On April 3, the cybersecurity legal framework transposing Directive (EU) 2022/2555 (NIS2) entered into force, as approved by Decree-Law No. 125/2025 (available at https://dre.pt).
This legislation significantly broadens the scope of entities covered by the new framework, reinforcing obligations related to risk management and incident reporting, and consolidating the role of the Centro Nacional de Cibersegurança (CNCS) - Portuguese National Cybersecurity Centre (CNSC) as the national competent authority. It also establishes a stringent sanctions regime, with fines of up to €10 million or 2% of annual turnover.

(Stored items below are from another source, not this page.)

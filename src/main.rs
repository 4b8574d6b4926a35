mod api;
mod components;
mod geo;
mod model;
mod state;
mod util;

use components::app::App;

fn main() {
    yew::Renderer::<App>::new().render();
}
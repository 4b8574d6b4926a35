//! SpaceX REST client (v4). The rendering subsystem never talks to this
//! layer; the owning component fetches here and passes data down as props.

use gloo_net::http::Request;

use crate::model::{Launch, Launchpad};

pub const DEFAULT_BASE_URL: &str = "https://api.spacexdata.com";

#[derive(Clone, Debug)]
pub struct SpaceX {
    base_url: String,
}

impl Default for SpaceX {
    fn default() -> Self {
        Self::new(DEFAULT_BASE_URL)
    }
}

impl SpaceX {
    pub fn new(base_url: impl Into<String>) -> Self {
        Self { base_url: base_url.into() }
    }

    pub async fn launches(&self) -> Result<Vec<Launch>, gloo_net::Error> {
        Request::get(&format!("{}/v4/launches", self.base_url))
            .send()
            .await?
            .json()
            .await
    }

    pub async fn launchpads(&self) -> Result<Vec<Launchpad>, gloo_net::Error> {
        Request::get(&format!("{}/v4/launchpads", self.base_url))
            .send()
            .await?
            .json()
            .await
    }
}
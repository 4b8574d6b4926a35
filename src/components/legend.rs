use yew::prelude::*;

use crate::state::markers::{DEFAULT_MARKER, HIGHLIGHT_MARKER};

#[derive(Properties, PartialEq, Clone)]
pub struct LegendRowProps {
    pub color: &'static str,
    pub label: &'static str,
}

#[function_component(LegendRow)]
pub fn legend_row(props: &LegendRowProps) -> Html {
    html! { <div style="display:flex; align-items:center; gap:8px; margin:3px 0;"> <span style={format!("display:inline-block; width:12px; height:12px; background:{}; border:1px solid #30363d; border-radius:50%;", props.color)}></span> <span>{ props.label }</span> </div> }
}

#[function_component(LegendPanel)]
pub fn legend_panel() -> Html {
    html! {<div style="position:absolute; right:12px; bottom:12px; background:rgba(22,27,34,0.9); border:1px solid #30363d; border-radius:8px; padding:8px; min-width:160px;">
        <div style="font-weight:600; margin-bottom:4px;">{"Legend"}</div>
        <LegendRow color={DEFAULT_MARKER.fill} label="Launch site" />
        <LegendRow color={HIGHLIGHT_MARKER.fill} label="Hovered launch" />
        <LegendRow color="#22313f" label="Land" />
    </div>}
}
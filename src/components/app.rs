//! Top-level composition: fetches launch data, renders the list and map
//! side by side and bridges hover events into the map's capability handle.

use wasm_bindgen_futures::spawn_local;
use yew::prelude::*;

use super::launch_list::LaunchList;
use super::map_surface::MapHandle;
use super::map_view::MapView;
use crate::api::SpaceX;
use crate::model::{Launch, Launchpad};
use crate::state::DrawGate;
use crate::util::clog;

#[function_component(App)]
pub fn app() -> Html {
    let launches = use_state(Vec::<Launch>::new);
    let launchpads = use_state(Vec::<Launchpad>::new);
    let loading = use_state(|| true);
    let error = use_state(|| None::<String>);
    // Latest handle, readable from event closures regardless of render age.
    let map_handle = use_mut_ref(|| None::<MapHandle>);
    // Surface readiness and data arrival come in no fixed order; the gate
    // fires the first draw once both are in.
    let gate = use_mut_ref(DrawGate::default);

    // Fetch both collections once on mount.
    {
        let launches = launches.clone();
        let launchpads = launchpads.clone();
        let loading = loading.clone();
        let error = error.clone();
        let map_handle = map_handle.clone();
        let gate = gate.clone();
        use_effect_with((), move |_| {
            spawn_local(async move {
                let api = SpaceX::default();
                let started = js_sys::Date::now();
                let launches_res = api.launches().await;
                let launchpads_res = api.launchpads().await;
                match (launches_res, launchpads_res) {
                    (Ok(fetched_launches), Ok(fetched_pads)) => {
                        clog(&format!(
                            "api: {} launches, {} launchpads in {:.0} ms",
                            fetched_launches.len(),
                            fetched_pads.len(),
                            js_sys::Date::now() - started
                        ));
                        launches.set(fetched_launches);
                        launchpads.set(fetched_pads.clone());
                        if let Some(ready) = gate.borrow_mut().data_arrived(fetched_pads) {
                            if let Some(handle) = &*map_handle.borrow() {
                                handle.draw_markers(&ready);
                            }
                        }
                    }
                    (Err(err), _) | (_, Err(err)) => {
                        error.set(Some(format!("Failed to load SpaceX data: {err}")));
                    }
                }
                loading.set(false);
            });
            || ()
        });
    }

    let on_map_ready = {
        let map_handle = map_handle.clone();
        let gate = gate.clone();
        Callback::from(move |handle: MapHandle| {
            *map_handle.borrow_mut() = Some(handle.clone());
            if let Some(ready) = gate.borrow_mut().surface_ready() {
                handle.draw_markers(&ready);
            }
        })
    };

    let on_hover_enter = {
        let map_handle = map_handle.clone();
        Callback::from(move |pad_id: String| {
            if let Some(handle) = &*map_handle.borrow() {
                handle.highlight(&pad_id);
            }
        })
    };
    let on_hover_end = {
        let map_handle = map_handle.clone();
        Callback::from(move |_| {
            if let Some(handle) = &*map_handle.borrow() {
                handle.reset_highlight();
            }
        })
    };

    if *loading {
        return html! {
            <main style="display:flex; align-items:center; justify-content:center; height:100vh;">
                <p>{"Loading SpaceX launches..."}</p>
            </main>
        };
    }

    if let Some(msg) = &*error {
        let reload = Callback::from(|_: MouseEvent| {
            if let Some(window) = web_sys::window() {
                let _ = window.location().reload();
            }
        });
        return html! {
            <main style="display:flex; flex-direction:column; align-items:center; justify-content:center; height:100vh; gap:12px;">
                <h3 style="color:#f85149; margin:0;">{"Error"}</h3>
                <p style="margin:0;">{ msg }</p>
                <button onclick={reload}>{"Retry"}</button>
            </main>
        };
    }

    html! {
        <main style="padding:16px;">
            <header style="margin-bottom:16px;">
                <h1 style="margin:0;">{"SpaceX Launch Tracker"}</h1>
                <p style="margin:4px 0 0 0; opacity:0.7;">{"Hover a launch to find its pad on the map"}</p>
            </header>
            <div style="display:flex; gap:16px; align-items:flex-start;">
                <LaunchList
                    launches={(*launches).clone()}
                    on_hover_enter={on_hover_enter}
                    on_hover_end={on_hover_end} />
                <MapView
                    launchpads={(*launchpads).clone()}
                    on_ready={on_map_ready} />
            </div>
            <footer style="margin-top:16px; font-size:12px; opacity:0.6;">
                <p>{"Data provided by the SpaceX API"}</p>
            </footer>
        </main>
    }
}
//! World geography asset: loaded once at startup, read-only afterwards.

use std::sync::OnceLock;

use crate::model::FeatureCollection;

static WORLD: OnceLock<FeatureCollection> = OnceLock::new();

const WORLD_GEOJSON: &str = include_str!("../assets/world.json");

/// Simplified continent outlines bundled with the app, parsed on first use.
pub fn world() -> &'static FeatureCollection {
    WORLD.get_or_init(|| {
        serde_json::from_str(WORLD_GEOJSON).expect("bundled world.json parses")
    })
}

#[cfg(test)]
mod tests {
    use super::world;

    #[test]
    fn bundled_world_parses_and_is_nonempty() {
        let collection = world();
        assert!(!collection.features.is_empty());
        for feature in &collection.features {
            assert!(feature.rings().next().is_some(), "feature without rings");
        }
    }

    #[test]
    fn bundled_world_has_finite_coordinates() {
        for feature in &world().features {
            for ring in feature.rings() {
                assert!(ring.len() >= 4, "degenerate ring in {}", feature.properties.name);
                for [lon, lat] in ring {
                    assert!(lon.is_finite() && lat.is_finite());
                    assert!((-180.0..=180.0).contains(lon));
                    assert!((-90.0..=90.0).contains(lat));
                }
            }
        }
    }
}
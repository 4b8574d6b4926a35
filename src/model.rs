//! Core data models for the launch tracker.
//! Plain serde-backed records mirroring the SpaceX v4 payloads, plus the
//! GeoJSON subset used by the bundled world geometry.

use serde::{Deserialize, Serialize};

/// One launch, as shown in the list pane. `launchpad` is the id of the site
/// it lifted off from and joins against [`Launchpad::id`].
#[derive(Clone, Debug, PartialEq, Serialize, Deserialize)]
pub struct Launch {
    pub id: String,
    pub name: String,
    pub launchpad: String,
}

/// A launch site with its geographic position.
#[derive(Clone, Debug, PartialEq, Serialize, Deserialize)]
pub struct Launchpad {
    pub id: String,
    pub name: String,
    pub latitude: f64,
    pub longitude: f64,
}

// ---------------- World geometry (GeoJSON subset) -----------------

#[derive(Clone, Debug, PartialEq, Deserialize)]
pub struct FeatureCollection {
    pub features: Vec<GeoFeature>,
}

/// Static polygon geometry for one country/region. Loaded once at startup,
/// never mutated.
#[derive(Clone, Debug, PartialEq, Deserialize)]
pub struct GeoFeature {
    #[serde(default)]
    pub properties: FeatureProperties,
    pub geometry: Geometry,
}

#[derive(Clone, Debug, Default, PartialEq, Deserialize)]
pub struct FeatureProperties {
    #[serde(default)]
    pub name: String,
}

/// Only the geometry kinds present in the bundled asset are modelled.
/// Rings are sequences of `[longitude, latitude]` pairs.
#[derive(Clone, Debug, PartialEq, Deserialize)]
#[serde(tag = "type", content = "coordinates")]
pub enum Geometry {
    Polygon(Vec<Vec<[f64; 2]>>),
    MultiPolygon(Vec<Vec<Vec<[f64; 2]>>>),
}

impl GeoFeature {
    /// Every ring of the feature, regardless of geometry kind.
    pub fn rings(&self) -> Box<dyn Iterator<Item = &[[f64; 2]]> + '_> {
        match &self.geometry {
            Geometry::Polygon(rings) => Box::new(rings.iter().map(|r| r.as_slice())),
            Geometry::MultiPolygon(polygons) => {
                Box::new(polygons.iter().flat_map(|p| p.iter().map(|r| r.as_slice())))
            }
        }
    }
}

#[cfg(test)]
mod tests {
    use super::*;

    #[test]
    fn launch_deserializes_and_ignores_unknown_fields() {
        let raw = r#"{
            "id": "5eb87cd9ffd86e000604b32a",
            "name": "FalconSat",
            "launchpad": "5e9e4502f5090995de566f86",
            "date_utc": "2006-03-24T22:30:00.000Z",
            "success": false
        }"#;
        let launch: Launch = serde_json::from_str(raw).unwrap();
        assert_eq!(launch.name, "FalconSat");
        assert_eq!(launch.launchpad, "5e9e4502f5090995de566f86");
    }

    #[test]
    fn launchpad_deserializes_coordinates() {
        let raw = r#"{
            "id": "ksc",
            "name": "KSC LC 39A",
            "latitude": 28.6080585,
            "longitude": -80.6039558,
            "region": "Florida"
        }"#;
        let pad: Launchpad = serde_json::from_str(raw).unwrap();
        assert!((pad.latitude - 28.6080585).abs() < 1e-9);
        assert!((pad.longitude + 80.6039558).abs() < 1e-9);
    }

    #[test]
    fn geometry_tag_selects_variant() {
        let raw = r#"{
            "properties": { "name": "Square" },
            "geometry": { "type": "Polygon", "coordinates": [[[0.0,0.0],[1.0,0.0],[1.0,1.0],[0.0,1.0]]] }
        }"#;
        let feature: GeoFeature = serde_json::from_str(raw).unwrap();
        assert_eq!(feature.rings().count(), 1);

        let raw = r#"{
            "geometry": { "type": "MultiPolygon",
                          "coordinates": [[[[0.0,0.0],[1.0,0.0],[1.0,1.0]]], [[[5.0,5.0],[6.0,5.0],[6.0,6.0]]]] }
        }"#;
        let feature: GeoFeature = serde_json::from_str(raw).unwrap();
        assert_eq!(feature.rings().count(), 2);
        assert_eq!(feature.properties.name, "");
    }
}
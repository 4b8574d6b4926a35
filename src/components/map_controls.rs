use yew::prelude::*;

#[derive(Properties, PartialEq, Clone)]
pub struct MapControlsProps {
    pub on_zoom_in: Callback<()>,
    pub on_zoom_out: Callback<()>,
    pub on_reset: Callback<()>,
}

#[function_component(MapControls)]
pub fn map_controls(props: &MapControlsProps) -> Html {
    let zi = {
        let cb = props.on_zoom_in.clone();
        Callback::from(move |_: MouseEvent| cb.emit(()))
    };
    let zo = {
        let cb = props.on_zoom_out.clone();
        Callback::from(move |_: MouseEvent| cb.emit(()))
    };
    let rv = {
        let cb = props.on_reset.clone();
        Callback::from(move |_: MouseEvent| cb.emit(()))
    };
    html! {<div style="position:absolute; left:12px; bottom:12px; background:rgba(22,27,34,0.9); border:1px solid #30363d; border-radius:8px; padding:8px; display:flex; gap:6px; align-items:center;">
        <button onclick={zo}> {"-"} </button>
        <button onclick={zi}> {"+"} </button>
        <span style="width:8px;"></span>
        <button onclick={rv}> {"Reset view"} </button>
    </div>}
}
//! Launch list collaborator. Knows nothing about the map; it only emits
//! hover events, which the owner translates into capability calls.

use yew::prelude::*;

use crate::model::Launch;

#[derive(Properties, PartialEq, Clone)]
pub struct LaunchListProps {
    pub launches: Vec<Launch>,
    /// Fired with the launchpad id when the pointer enters a row.
    pub on_hover_enter: Callback<String>,
    /// Fired when the pointer leaves a row.
    pub on_hover_end: Callback<()>,
}

#[function_component(LaunchList)]
pub fn launch_list(props: &LaunchListProps) -> Html {
    html! {
        <aside style="width:280px; max-height:600px; overflow-y:auto; background:rgba(22,27,34,0.9); border:1px solid #30363d; border-radius:8px; padding:12px;">
            <h3 style="margin:0 0 8px 0;">{"Launches"}</h3>
            <ul style="list-style:none; margin:0; padding:0;">
                { for props.launches.iter().map(|launch| {
                    let enter = {
                        let cb = props.on_hover_enter.clone();
                        let pad_id = launch.launchpad.clone();
                        Callback::from(move |_: MouseEvent| cb.emit(pad_id.clone()))
                    };
                    let leave = {
                        let cb = props.on_hover_end.clone();
                        Callback::from(move |_: MouseEvent| cb.emit(()))
                    };
                    html! {
                        <li key={launch.id.clone()}
                            onmouseenter={enter}
                            onmouseleave={leave}
                            style="padding:4px 6px; border-radius:4px; cursor:default;">
                            { &launch.name }
                        </li>
                    }
                }) }
            </ul>
        </aside>
    }
}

Particular emphasis is placed on the enhanced responsibilities of administrative and management bodies, which are tasked with approving, overseeing and ensuring the implementation of cybersecurity measures, and may be held liable in cases of non-compliance.
In this context, organisations must carefully assess the scope of application, determining whether they fall within the regime, directly or indirectly, and, where applicable, ensure their registration with the CNCS.
Compliance requires a structured process of analysis and implementation, including the mapping of applicable obligations, an assessment of current compliance levels across legal, procedural and technological dimensions, and the definition of measures aligned with the organisation’s risk profile, operational dependencies and governance model.
Early preparation is essential to ensure a smooth transition and to mitigate regulatory risk.